• [To do] What is needed is an exact copy of every record.

Collected data entries
//! OBD client configuration
//!
//! This module contains configuration types for the client: addressing,
//! transport timing, the CAN driver to open, and extra PID definitions.

use std::path::Path;
use std::time::Duration;

use serde::{Deserialize, Serialize};
use thiserror::Error;

use crate::addressing::AddressingMode;
use crate::isotp::SequenceErrorPolicy;
use crate::obd::DecodeRule;

/// Configuration loading errors
#[derive(Debug, Error)]
pub enum ConfigError {
    #[error("Failed to read config file: {0}")]
    Io(#[from] std::io::Error),

    #[error("Failed to parse config file: {0}")]
    Parse(#[from] toml::de::Error),

    #[error("Invalid configuration: {0}")]
    Invalid(String),
}

/// Complete client configuration
#[derive(Debug, Clone, Default, Serialize, Deserialize)]
pub struct ObdConfig {
    /// 11-bit or 29-bit identifiers
    #[serde(default)]
    pub addressing: AddressingMode,
    /// ISO-TP timing and retry options
    #[serde(default)]
    pub transport: TransportOptions,
    /// CAN driver to open
    #[serde(default)]
    pub driver: DriverConfig,
    /// Additional PID definitions, merged over the standard table
    #[serde(default)]
    pub pids: Vec<PidDef>,
}

impl ObdConfig {
    /// Load configuration from a TOML file
    pub fn load(path: impl AsRef<Path>) -> Result<Self, ConfigError> {
        let content = std::fs::read_to_string(path)?;
        Self::from_toml(&content)
    }

    pub fn from_toml(content: &str) -> Result<Self, ConfigError> {
        let config: Self = toml::from_str(content)?;
        config.validate()?;
        Ok(config)
    }

    pub fn validate(&self) -> Result<(), ConfigError> {
        if self.transport.timeout_ms == 0 {
            return Err(ConfigError::Invalid("transport.timeout_ms must be > 0".to_string()));
        }
        if self.transport.poll_interval_ms == 0 {
            return Err(ConfigError::Invalid(
                "transport.poll_interval_ms must be > 0".to_string(),
            ));
        }
        for pid in &self.pids {
            if pid.name.trim().is_empty() {
                return Err(ConfigError::Invalid(format!(
                    "PID 0x{:02X} has an empty name",
                    pid.code
                )));
            }
            if let DecodeRule::Linear { width, divisor, .. } = pid.rule {
                if !(1..=2).contains(&width) || divisor == 0.0 {
                    return Err(ConfigError::Invalid(format!(
                        "PID '{}': linear rule needs width 1 or 2 and a non-zero divisor",
                        pid.name
                    )));
                }
            }
        }
        Ok(())
    }
}

// =============================================================================
// Transport Configuration
// =============================================================================

/// ISO-TP request/response options
#[derive(Debug, Clone, Serialize, Deserialize)]
pub struct TransportOptions {
    /// Response timeout, renewed on every accepted multi-frame segment
    #[serde(default = "default_timeout_ms")]
    pub timeout_ms: u64,
    /// Retries after a failed transmit
    #[serde(default = "default_retries")]
    pub retries: u8,
    /// Delay between transmit attempts
    #[serde(default = "default_retry_backoff_ms")]
    pub retry_backoff_ms: u64,
    /// Sleep between empty receive polls
    #[serde(default = "default_poll_interval_ms")]
    pub poll_interval_ms: u64,
    /// Filler for unused request bytes
    #[serde(default = "default_padding")]
    pub padding: u8,
    /// What to do with an out-of-sequence consecutive frame
    #[serde(default)]
    pub sequence_errors: SequenceErrorPolicy,
}

fn default_timeout_ms() -> u64 {
    1000
}

fn default_retries() -> u8 {
    2
}

fn default_retry_backoff_ms() -> u64 {
    50
}

fn default_poll_interval_ms() -> u64 {
    1
}

fn default_padding() -> u8 {
    0xCC
}

impl Default for TransportOptions {
    fn default() -> Self {
        Self {
            timeout_ms: default_timeout_ms(),
            retries: default_retries(),
            retry_backoff_ms: default_retry_backoff_ms(),
            poll_interval_ms: default_poll_interval_ms(),
            padding: default_padding(),
            sequence_errors: SequenceErrorPolicy::default(),
        }
    }
}

impl TransportOptions {
    pub fn timeout(&self) -> Duration {
        Duration::from_millis(self.timeout_ms)
    }

    pub fn retry_backoff(&self) -> Duration {
        Duration::from_millis(self.retry_backoff_ms)
    }

    pub fn poll_interval(&self) -> Duration {
        Duration::from_millis(self.poll_interval_ms)
    }
}

// =============================================================================
// Driver Configuration
// =============================================================================

/// CAN driver configuration
#[derive(Debug, Clone, Serialize, Deserialize)]
#[serde(tag = "type", rename_all = "lowercase")]
pub enum DriverConfig {
    /// Raw SocketCAN (Linux only)
    SocketCan(SocketCanConfig),
    /// In-process virtual bus
    Virtual,
}

impl Default for DriverConfig {
    fn default() -> Self {
        Self::SocketCan(SocketCanConfig::default())
    }
}

/// SocketCAN configuration
#[derive(Debug, Clone, Serialize, Deserialize)]
pub struct SocketCanConfig {
    /// CAN interface name (e.g., "can0")
    #[serde(default = "default_interface")]
    pub interface: String,
}

fn default_interface() -> String {
    "can0".to_string()
}

impl Default for SocketCanConfig {
    fn default() -> Self {
        Self {
            interface: default_interface(),
        }
    }
}

// =============================================================================
// PID Configuration
// =============================================================================

/// Extra registry entry
///
/// ```toml
/// [[pids]]
/// name = "oil_temp"
/// code = 0x5C
/// unit = "°C"
/// rule = { kind = "linear", width = 1, multiplier = 1.0, divisor = 1.0, offset = -40.0 }
/// ```
#[derive(Debug, Clone, Serialize, Deserialize)]
pub struct PidDef {
    pub name: String,
    pub code: u8,
    pub rule: DecodeRule,
    #[serde(default)]
    pub unit: String,
}

#[cfg(test)]
mod tests {
    use super::*;
    use std::io::Write;

    #[test]
    fn test_defaults() {
        let config = ObdConfig::from_toml("").unwrap();
        assert_eq!(config.addressing, AddressingMode::Standard);
        assert_eq!(config.transport.timeout_ms, 1000);
        assert_eq!(config.transport.retries, 2);
        assert_eq!(config.transport.retry_backoff_ms, 50);
        assert_eq!(config.transport.padding, 0xCC);
        assert_eq!(config.transport.sequence_errors, SequenceErrorPolicy::Ignore);
        assert!(matches!(config.driver, DriverConfig::SocketCan(ref c) if c.interface == "can0"));
    }

    #[test]
    fn test_load_full_file() {
        let mut file = tempfile::NamedTempFile::new().unwrap();
        write!(
            file,
            r#"
addressing = "extended"

[transport]
timeout_ms = 250
retries = 5
sequence_errors = "abort"

[driver]
type = "virtual"

[[pids]]
name = "oil_temp"
code = 0x5C
unit = "°C"
rule = {{ kind = "linear", width = 1, multiplier = 1.0, divisor = 1.0, offset = -40.0 }}
"#
        )
        .unwrap();

        let config = ObdConfig::load(file.path()).unwrap();
        assert_eq!(config.addressing, AddressingMode::Extended);
        assert_eq!(config.transport.timeout(), Duration::from_millis(250));
        assert_eq!(config.transport.retries, 5);
        assert_eq!(config.transport.poll_interval_ms, 1);
        assert_eq!(config.transport.sequence_errors, SequenceErrorPolicy::Abort);
        assert!(matches!(config.driver, DriverConfig::Virtual));
        assert_eq!(config.pids.len(), 1);
        assert_eq!(config.pids[0].code, 0x5C);
    }

    #[test]
    fn test_rejects_zero_divisor() {
        let err = ObdConfig::from_toml(
            r#"
[[pids]]
name = "broken"
code = 0x5C
rule = { kind = "linear", width = 1, multiplier = 1.0, divisor = 0.0, offset = 0.0 }
"#,
        )
        .unwrap_err();
        assert!(matches!(err, ConfigError::Invalid(_)));
    }

    #[test]
    fn test_rejects_malformed_toml() {
        assert!(matches!(
            ObdConfig::from_toml("addressing = "),
            Err(ConfigError::Parse(_))
        ));
    }
}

• [Solution to the problem]
//! OBD client configuration
//!
//! This module contains configuration types for the client: addressing,
//! transport timing, the CAN driver to open, and extra PID definitions.

use std::path::Path;
use std::time::Duration;

use serde::{Deserialize, Serialize};
use thiserror::Error;

use crate::addressing::AddressingMode;
use crate::isotp::SequenceErrorPolicy;
use crate::obd::DecodeRule;

/// Configuration loading errors
#[derive(Debug, Error)]
pub enum ConfigError {
    #[error("Failed to read config file: {0}")]
    Io(#[from] std::io::Error),

    #[error("Failed to parse config file: {0}")]
    Parse(#[from] toml::de::Error),

    #[error("Invalid configuration: {0}")]
    Invalid(String),
}

/// Complete client configuration
#[derive(Debug, Clone, Default, Serialize, Deserialize)]
pub struct ObdConfig {
    /// 11-bit or 29-bit identifiers
    #[serde(default)]
    pub addressing: AddressingMode,
    /// ISO-TP timing and retry options
    #[serde(default)]
    pub transport: TransportOptions,
    /// CAN driver to open
    #[serde(default)]
    pub driver: DriverConfig,
    /// Additional PID definitions, merged over the standard table
    #[serde(default)]
    pub pids: Vec<PidDef>,
}

impl ObdConfig {
    /// Load configuration from a TOML file
    pub fn load(path: impl AsRef<Path>) -> Result<Self, ConfigError> {
        let content = std::fs::read_to_string(path)?;
        Self::from_toml(&content)
    }

    pub fn from_toml(content: &str) -> Result<Self, ConfigError> {
        let config: Self = toml::from_str(content)?;
        config.validate()?;
        Ok(config)
    }

    pub fn validate(&self) -> Result<(), ConfigError> {
        if self.transport.timeout_ms == 0 {
            return Err(ConfigError::Invalid("transport.timeout_ms must be > 0".to_string()));
        }
        if self.transport.poll_interval_ms == 0 {
            return Err(ConfigError::Invalid(
                "transport.poll_interval_ms must be > 0".to_string(),
            ));
        }
        for pid in &self.pids {
            if pid.name.trim().is_empty() {
                return Err(ConfigError::Invalid(format!(
                    "PID 0x{:02X} has an empty name",
                    pid.code
                )));
            }
            if let DecodeRule::Linear { width, divisor, .. } = pid.rule {
                if !(1..=2).contains(&width) || divisor == 0.0 {
                    return Err(ConfigError::Invalid(format!(
                        "PID '{}': linear rule needs width 1 or 2 and a non-zero divisor",
                        pid.name
                    )));
                }
            }
        }
        Ok(())
    }
}

// =============================================================================
// Transport Configuration
// =============================================================================

/// ISO-TP request/response options
#[derive(Debug, Clone, Serialize, Deserialize)]
pub struct TransportOptions {
    /// Response timeout, renewed on every accepted multi-frame segment
    #[serde(default = "default_timeout_ms")]
    pub timeout_ms: u64,
    /// Retries after a failed transmit
    #[serde(default = "default_retries")]
    pub retries: u8,
    /// Delay between transmit attempts
    #[serde(default = "default_retry_backoff_ms")]
    pub retry_backoff_ms: u64,
    /// Sleep between empty receive polls
    #[serde(default = "default_poll_interval_ms")]
    pub poll_interval_ms: u64,
    /// Filler for unused request bytes
    #[serde(default = "default_padding")]
    pub padding: u8,
    /// What to do with an out-of-sequence consecutive frame
    #[serde(default)]
    pub sequence_errors: SequenceErrorPolicy,
}

fn default_timeout_ms() -> u64 {
    1000
}

fn default_retries() -> u8 {
    2
}

fn default_retry_backoff_ms() -> u64 {
    50
}

fn default_poll_interval_ms() -> u64 {
    1
}

fn default_padding() -> u8 {
    0xCC
}

impl Default for TransportOptions {
    fn default() -> Self {
        Self {
            timeout_ms: default_timeout_ms(),
            retries: default_retries(),
            retry_backoff_ms: default_retry_backoff_ms(),
            poll_interval_ms: default_poll_interval_ms(),
            padding: default_padding(),
            sequence_errors: SequenceErrorPolicy::default(),
        }
    }
}

impl TransportOptions {
    pub fn timeout(&self) -> Duration {
        Duration::from_millis(self.timeout_ms)
    }

    pub fn retry_backoff(&self) -> Duration {
        Duration::from_millis(self.retry_backoff_ms)
    }

    pub fn poll_interval(&self) -> Duration {
        Duration::from_millis(self.poll_interval_ms)
    }
}

// =============================================================================
// Driver Configuration
// =============================================================================

/// CAN driver configuration
#[derive(Debug, Clone, Serialize, Deserialize)]
#[serde(tag = "type", rename_all = "lowercase")]
pub enum DriverConfig {
    /// Raw SocketCAN (Linux only)
    SocketCan(SocketCanConfig),
    /// In-process virtual bus
    Virtual,
}

impl Default for DriverConfig {
    fn default() -> Self {
        Self::SocketCan(SocketCanConfig::default())
    }
}

/// SocketCAN configuration
#[derive(Debug, Clone, Serialize, Deserialize)]
pub struct SocketCanConfig {
    /// CAN interface name (e.g., "can0")
    #[serde(default = "default_interface")]
    pub interface: String,
}

fn default_interface() -> String {
    "can0".to_string()
}

impl Default for SocketCanConfig {
    fn default() -> Self {
        Self {
            interface: default_interface(),
        }
    }
}

// =============================================================================
// PID Configuration
// =============================================================================

/// Extra registry entry
///
/// ```toml
/// [[pids]]
/// name = "oil_temp"
/// code = 0x5C
/// unit = "°C"
/// rule = { kind = "linear", width = 1, multiplier = 1.0, divisor = 1.0, offset = -40.0 }
/// ```
#[derive(Debug, Clone, Serialize, Deserialize)]
pub struct PidDef {
    pub name: String,
    pub code: u8,
    pub rule: DecodeRule,
    #[serde(default)]
    pub unit: String,
}

#[cfg(test)]
mod tests {
    use super::*;
    use std::io::Write;

    #[test]
    fn test_defaults() {
        let config = ObdConfig::from_toml("").unwrap();
        assert_eq!(config.addressing, AddressingMode::Standard);
        assert_eq!(config.transport.timeout_ms, 1000);
        assert_eq!(config.transport.retries, 2);
        assert_eq!(config.transport.retry_backoff_ms, 50);
        assert_eq!(config.transport.padding, 0xCC);
        assert_eq!(config.transport.sequence_errors, SequenceErrorPolicy::Ignore);
        assert!(matches!(config.driver, DriverConfig::SocketCan(ref c) if c.interface == "can0"));
    }

    #[test]
    fn test_load_full_file() {
        let mut file = tempfile::NamedTempFile::new().unwrap();
        write!(
            file,
            r#"
addressing = "extended"

[transport]
timeout_ms = 250
retries = 5
sequence_errors = "abort"

[driver]
type = "virtual"

[[pids]]
name = "oil_temp"
code = 0x5C
unit = "°C"
rule = {{ kind = "linear", width = 1, multiplier = 1.0, divisor = 1.0, offset = -40.0 }}
"#
        )
        .unwrap();

        let config = ObdConfig::load(file.path()).unwrap();
        assert_eq!(config.addressing, AddressingMode::Extended);
        assert_eq!(config.transport.timeout(), Duration::from_millis(250));
        assert_eq!(config.transport.retries, 5);
        assert_eq!(config.transport.poll_interval_ms, 1);
        assert_eq!(config.transport.sequence_errors, SequenceErrorPolicy::Abort);
        assert!(matches!(config.driver, DriverConfig::Virtual));
        assert_eq!(config.pids.len(), 1);
        assert_eq!(config.pids[0].code, 0x5C);
    }

    #[test]
    fn test_rejects_zero_divisor() {
        let err = ObdConfig::from_toml(
            r#"
[[pids]]
name = "broken"
code = 0x5C
rule = { kind = "linear", width = 1, multiplier = 1.0, divisor = 0.0, offset = 0.0 }
"#,
        )
        .unwrap_err();
        assert!(matches!(err, ConfigError::Invalid(_)));
    }

    #[test]
    fn test_rejects_malformed_toml() {
        assert!(matches!(
            ObdConfig::from_toml("addressing = "),
            Err(ConfigError::Parse(_))
        ));
    }
}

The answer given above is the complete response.